▶ [Work to be completed]: Set down word for word the lines that begin the entries and run through the line containing "use rust_decimal_macros::dec;". Give nothing further.
━━━━━━
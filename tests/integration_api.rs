//! API Integration Tests
//!
//! End-to-end requests through the router against the in-memory store.

use axum::{
    body::Body,
    http::{Request, StatusCode},
};
use rust_decimal_macros::dec;
use serde_json::json;
use tower::util::ServiceExt;
use uuid::Uuid;

mod common;

use common::{create_client, create_purchase, decimal, pay, send, test_app};

#[tokio::test]
async fn test_health() {
    let app = test_app();
    let (status, body) = send(&app, "GET", "/health", None).await;

    assert_eq!(status, StatusCode::OK);
    assert_eq!(body["status"], "ok");
}

#[tokio::test]
async fn test_client_create_get_and_duplicate_nickname() {
    let app = test_app();

    let (status, body) = send(
        &app,
        "POST",
        "/clients",
        Some(json!({ "name": "João Silva", "nickname": "  Joao  ", "phone": "11999999999" })),
    )
    .await;
    assert_eq!(status, StatusCode::CREATED);
    assert_eq!(body["message"], "Client created successfully.");
    assert_eq!(body["client"]["nickname"], "joao");
    assert_eq!(body["client"]["is_active"], true);

    let id = body["client"]["id"].as_str().unwrap();
    let (status, body) = send(&app, "GET", &format!("/clients/{id}"), None).await;
    assert_eq!(status, StatusCode::OK);
    assert_eq!(body["client"]["name"], "João Silva");

    // Same nickname after normalization
    let (status, body) = send(
        &app,
        "POST",
        "/clients",
        Some(json!({ "name": "Outro", "nickname": "JOAO" })),
    )
    .await;
    assert_eq!(status, StatusCode::CONFLICT);
    assert_eq!(body["error_code"], "CLIENT_ALREADY_EXISTS");
}

#[tokio::test]
async fn test_payments_drive_purchase_status() {
    let app = test_app();
    let client_id = create_client(&app, "Maria Souza", "maria").await;
    let purchase_id = create_purchase(&app, &client_id, "150.00").await;

    let (status, body) = send(&app, "GET", &format!("/purchases/{purchase_id}"), None).await;
    assert_eq!(status, StatusCode::OK);
    assert_eq!(body["purchase"]["status"], "pending");
    assert_eq!(decimal(&body["purchase"]["total_paid_value"]), dec!(0));

    let (first, purchase) = pay(&app, &purchase_id, "50.00").await;
    assert_eq!(purchase["status"], "partial");
    assert_eq!(decimal(&purchase["total_paid_value"]), dec!(50));

    let (_, purchase) = pay(&app, &purchase_id, "100.00").await;
    assert_eq!(purchase["status"], "paid");
    assert_eq!(decimal(&purchase["total_paid_value"]), dec!(150));

    let (status, body) = send(
        &app,
        "DELETE",
        &format!("/purchases/{purchase_id}/payments/{first}"),
        None,
    )
    .await;
    assert_eq!(status, StatusCode::OK);
    assert_eq!(body["deactivated"], true);

    let (_, body) = send(&app, "GET", &format!("/purchases/{purchase_id}"), None).await;
    assert_eq!(body["purchase"]["status"], "partial");
    assert_eq!(decimal(&body["purchase"]["total_paid_value"]), dec!(100));

    // Second deactivation is a no-op
    let (status, body) = send(
        &app,
        "DELETE",
        &format!("/purchases/{purchase_id}/payments/{first}"),
        None,
    )
    .await;
    assert_eq!(status, StatusCode::OK);
    assert_eq!(body["deactivated"], false);

    let (status, body) = send(
        &app,
        "POST",
        &format!("/purchases/{purchase_id}/payments/{first}/activate"),
        None,
    )
    .await;
    assert_eq!(status, StatusCode::OK);
    assert_eq!(body["purchase"]["status"], "paid");
}

#[tokio::test]
async fn test_create_purchase_with_initial_payment() {
    let app = test_app();
    let client_id = create_client(&app, "João Silva", "joao").await;

    let (status, body) = send(
        &app,
        "POST",
        &format!("/clients/{client_id}/purchases"),
        Some(json!({
            "description": "Compra de sementes",
            "total_value": "100",
            "note_number": "NF-0001",
            "initial_payment": { "amount": "50", "method": "Pix", "receipt_number": "REC-0001" }
        })),
    )
    .await;

    assert_eq!(status, StatusCode::CREATED);
    assert_eq!(body["purchase"]["status"], "partial");
    assert_eq!(decimal(&body["purchase"]["total_paid_value"]), dec!(50));
    assert_eq!(body["payment"]["receipt_number"], "REC-0001");

    let (status, body) = send(&app, "GET", "/purchases/by-note/NF-0001", None).await;
    assert_eq!(status, StatusCode::OK);
    assert_eq!(body["purchase"]["note_number"], "NF-0001");

    // Duplicate note number rolls back the whole creation
    let (status, body) = send(
        &app,
        "POST",
        &format!("/clients/{client_id}/purchases"),
        Some(json!({
            "description": "Repetida",
            "total_value": "10",
            "note_number": "NF-0001",
            "initial_payment": { "amount": "10", "method": "Pix", "receipt_number": "REC-0099" }
        })),
    )
    .await;
    assert_eq!(status, StatusCode::CONFLICT);
    assert_eq!(body["error_code"], "PURCHASE_ALREADY_EXISTS");

    let (_, body) = send(&app, "GET", "/payments", None).await;
    assert_eq!(body["payments"].as_array().unwrap().len(), 1);
}

#[tokio::test]
async fn test_client_deactivation_cascades() {
    let app = test_app();
    let client_id = create_client(&app, "Carlos Lima", "carlos").await;
    let first = create_purchase(&app, &client_id, "200").await;
    let second = create_purchase(&app, &client_id, "80").await;
    pay(&app, &first, "120").await;
    pay(&app, &second, "80").await;

    let (status, body) = send(&app, "DELETE", &format!("/clients/{client_id}"), None).await;
    assert_eq!(status, StatusCode::OK);
    assert_eq!(body["deactivated"], true);

    for purchase_id in [&first, &second] {
        let (_, body) = send(&app, "GET", &format!("/purchases/{purchase_id}"), None).await;
        assert_eq!(body["purchase"]["is_active"], false);
        assert_eq!(body["purchase"]["status"], "pending");
        assert_eq!(decimal(&body["purchase"]["total_paid_value"]), dec!(0));

        let (_, body) = send(
            &app,
            "GET",
            &format!("/purchases/{purchase_id}/payments?include_inactive=true"),
            None,
        )
        .await;
        let payments = body["payments"].as_array().unwrap();
        assert_eq!(payments.len(), 1);
        assert!(payments.iter().all(|p| p["is_active"] == false));
    }

    // Default listings hide the retired tree
    let (_, body) = send(&app, "GET", "/purchases", None).await;
    assert_eq!(body["message"], "No purchases found.");
    assert!(body["purchases"].as_array().unwrap().is_empty());

    // A purchase of an inactive client cannot come back, nor take payments
    let (status, body) = send(&app, "POST", &format!("/purchases/{first}/activate"), None).await;
    assert_eq!(status, StatusCode::CONFLICT);
    assert_eq!(body["error_code"], "CLIENT_INACTIVE");

    let (status, body) = send(
        &app,
        "POST",
        &format!("/purchases/{first}/payments"),
        Some(json!({ "amount": "10", "method": "Cash" })),
    )
    .await;
    assert_eq!(status, StatusCode::CONFLICT);
    assert_eq!(body["error_code"], "PAYMENT_PURCHASE_INACTIVE");

    let (_, body) = send(&app, "DELETE", &format!("/clients/{client_id}"), None).await;
    assert_eq!(body["deactivated"], false);

    let (status, body) = send(&app, "POST", &format!("/clients/{client_id}/activate"), None).await;
    assert_eq!(status, StatusCode::OK);
    assert_eq!(body["client"]["is_active"], true);
}

#[tokio::test]
async fn test_update_purchase_total_resettles() {
    let app = test_app();
    let client_id = create_client(&app, "Ana", "ana").await;
    let purchase_id = create_purchase(&app, &client_id, "100").await;
    pay(&app, &purchase_id, "100").await;

    let (status, body) = send(
        &app,
        "PATCH",
        &format!("/purchases/{purchase_id}"),
        Some(json!({ "total_value": "250" })),
    )
    .await;
    assert_eq!(status, StatusCode::OK);
    assert_eq!(body["purchase"]["status"], "partial");
    assert_eq!(decimal(&body["purchase"]["total_value"]), dec!(250));

    let (status, body) = send(&app, "PATCH", &format!("/purchases/{purchase_id}"), Some(json!({}))).await;
    assert_eq!(status, StatusCode::BAD_REQUEST);
    assert_eq!(body["error_code"], "DATA_FIELDS_EMPTY");

    // Activation state only changes through its own routes
    let (status, body) = send(
        &app,
        "PATCH",
        &format!("/purchases/{purchase_id}"),
        Some(json!({ "is_active": false, "description": "x" })),
    )
    .await;
    assert_eq!(status, StatusCode::BAD_REQUEST);
    assert_eq!(body["error_code"], "PURCHASE_INVALID_ACTIVATION_ROUTE");

    let (_, body) = send(&app, "GET", &format!("/purchases/{purchase_id}"), None).await;
    assert_eq!(body["purchase"]["is_active"], true);
    assert_eq!(body["purchase"]["description"], "Compra");
}

#[tokio::test]
async fn test_validation_errors() {
    let app = test_app();
    let client_id = create_client(&app, "Bia", "bia").await;
    let purchase_id = create_purchase(&app, &client_id, "50").await;

    let (status, body) = send(
        &app,
        "POST",
        &format!("/purchases/{purchase_id}/payments"),
        Some(json!({ "amount": "0", "method": "Pix" })),
    )
    .await;
    assert_eq!(status, StatusCode::BAD_REQUEST);
    assert_eq!(body["error_code"], "PAYMENT_INVALID_AMOUNT");

    // A payment always names how it was paid
    let (status, body) = send(
        &app,
        "POST",
        &format!("/purchases/{purchase_id}/payments"),
        Some(json!({ "amount": "10" })),
    )
    .await;
    assert_eq!(status, StatusCode::BAD_REQUEST);
    assert_eq!(body["error_code"], "INVALID_REQUEST");

    let (status, body) = send(
        &app,
        "POST",
        &format!("/purchases/{purchase_id}/payments"),
        Some(json!({ "amount": "10", "method": "  " })),
    )
    .await;
    assert_eq!(status, StatusCode::BAD_REQUEST);
    assert_eq!(body["error_code"], "PAYMENT_INVALID_METHOD");

    let (payment_id, _) = pay(&app, &purchase_id, "10").await;
    let (status, body) = send(
        &app,
        "PATCH",
        &format!("/purchases/{purchase_id}/payments/{payment_id}"),
        Some(json!({ "method": "" })),
    )
    .await;
    assert_eq!(status, StatusCode::BAD_REQUEST);
    assert_eq!(body["error_code"], "PAYMENT_INVALID_METHOD");

    let (status, body) = send(
        &app,
        "POST",
        &format!("/clients/{client_id}/purchases"),
        Some(json!({ "description": "x", "total_value": "-5" })),
    )
    .await;
    assert_eq!(status, StatusCode::BAD_REQUEST);
    assert_eq!(body["error_code"], "PURCHASE_INVALID_TOTAL");

    let (status, body) = send(&app, "POST", "/clients", Some(json!({ "name": "   " }))).await;
    assert_eq!(status, StatusCode::BAD_REQUEST);
    assert_eq!(body["error_code"], "CLIENT_INVALID_NAME");

    let (status, body) = send(&app, "GET", "/clients/not-a-uuid", None).await;
    assert_eq!(status, StatusCode::BAD_REQUEST);
    assert_eq!(body["error_code"], "INVALID_REQUEST");

    let (status, body) = send(&app, "GET", "/clients?limit=-1", None).await;
    assert_eq!(status, StatusCode::BAD_REQUEST);
    assert_eq!(body["error_code"], "INVALID_REQUEST");
}

#[tokio::test]
async fn test_malformed_json_is_bad_request() {
    let app = test_app();
    let req = Request::builder()
        .method("POST")
        .uri("/clients")
        .header("content-type", "application/json")
        .body(Body::from("{ not json"))
        .unwrap();

    let response = app.oneshot(req).await.unwrap();
    assert_eq!(response.status(), StatusCode::BAD_REQUEST);
}

#[tokio::test]
async fn test_not_found_and_linkage() {
    let app = test_app();
    let missing = Uuid::new_v4();

    let (status, body) = send(&app, "GET", &format!("/purchases/{missing}"), None).await;
    assert_eq!(status, StatusCode::NOT_FOUND);
    assert_eq!(body["error_code"], "PURCHASE_NOT_FOUND");
    assert_eq!(body["error"], "Purchase not found.");

    let (status, _) = send(&app, "GET", &format!("/purchases/{missing}/payments"), None).await;
    assert_eq!(status, StatusCode::NOT_FOUND);

    let client_id = create_client(&app, "Caio", "caio").await;
    let first = create_purchase(&app, &client_id, "40").await;
    let second = create_purchase(&app, &client_id, "40").await;
    let (payment_id, _) = pay(&app, &first, "10").await;

    let (status, body) = send(
        &app,
        "GET",
        &format!("/purchases/{second}/payments/{payment_id}"),
        None,
    )
    .await;
    assert_eq!(status, StatusCode::CONFLICT);
    assert_eq!(body["error_code"], "PAYMENT_NOT_LINKED");
}

#[tokio::test]
async fn test_empty_list_message() {
    let app = test_app();
    let (status, body) = send(&app, "GET", "/clients", None).await;

    assert_eq!(status, StatusCode::OK);
    assert_eq!(body["message"], "No clients found.");
    assert!(body["clients"].as_array().unwrap().is_empty());
}

#[tokio::test]
async fn test_correlation_id_is_echoed() {
    let app = test_app();
    let correlation_id = Uuid::new_v4().to_string();

    let req = Request::builder()
        .method("GET")
        .uri("/health")
        .header("x-correlation-id", &correlation_id)
        .body(Body::empty())
        .unwrap();
    let response = app.clone().oneshot(req).await.unwrap();
    assert_eq!(
        response.headers().get("x-correlation-id").unwrap(),
        correlation_id.as_str()
    );

    // A fresh id is minted when none is sent
    let req = Request::builder().uri("/health").body(Body::empty()).unwrap();
    let response = app.oneshot(req).await.unwrap();
    let header = response.headers().get("x-correlation-id").unwrap();
    assert!(Uuid::parse_str(header.to_str().unwrap()).is_ok());
}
━━━━━━
▶ [Problem solution]:
filename tests/integration_api.rs
//! API Integration Tests
//!
//! End-to-end requests through the router against the in-memory store.

use axum::{
    body::Body,
    http::{Request, StatusCode},
};
use rust_decimal_macros::dec;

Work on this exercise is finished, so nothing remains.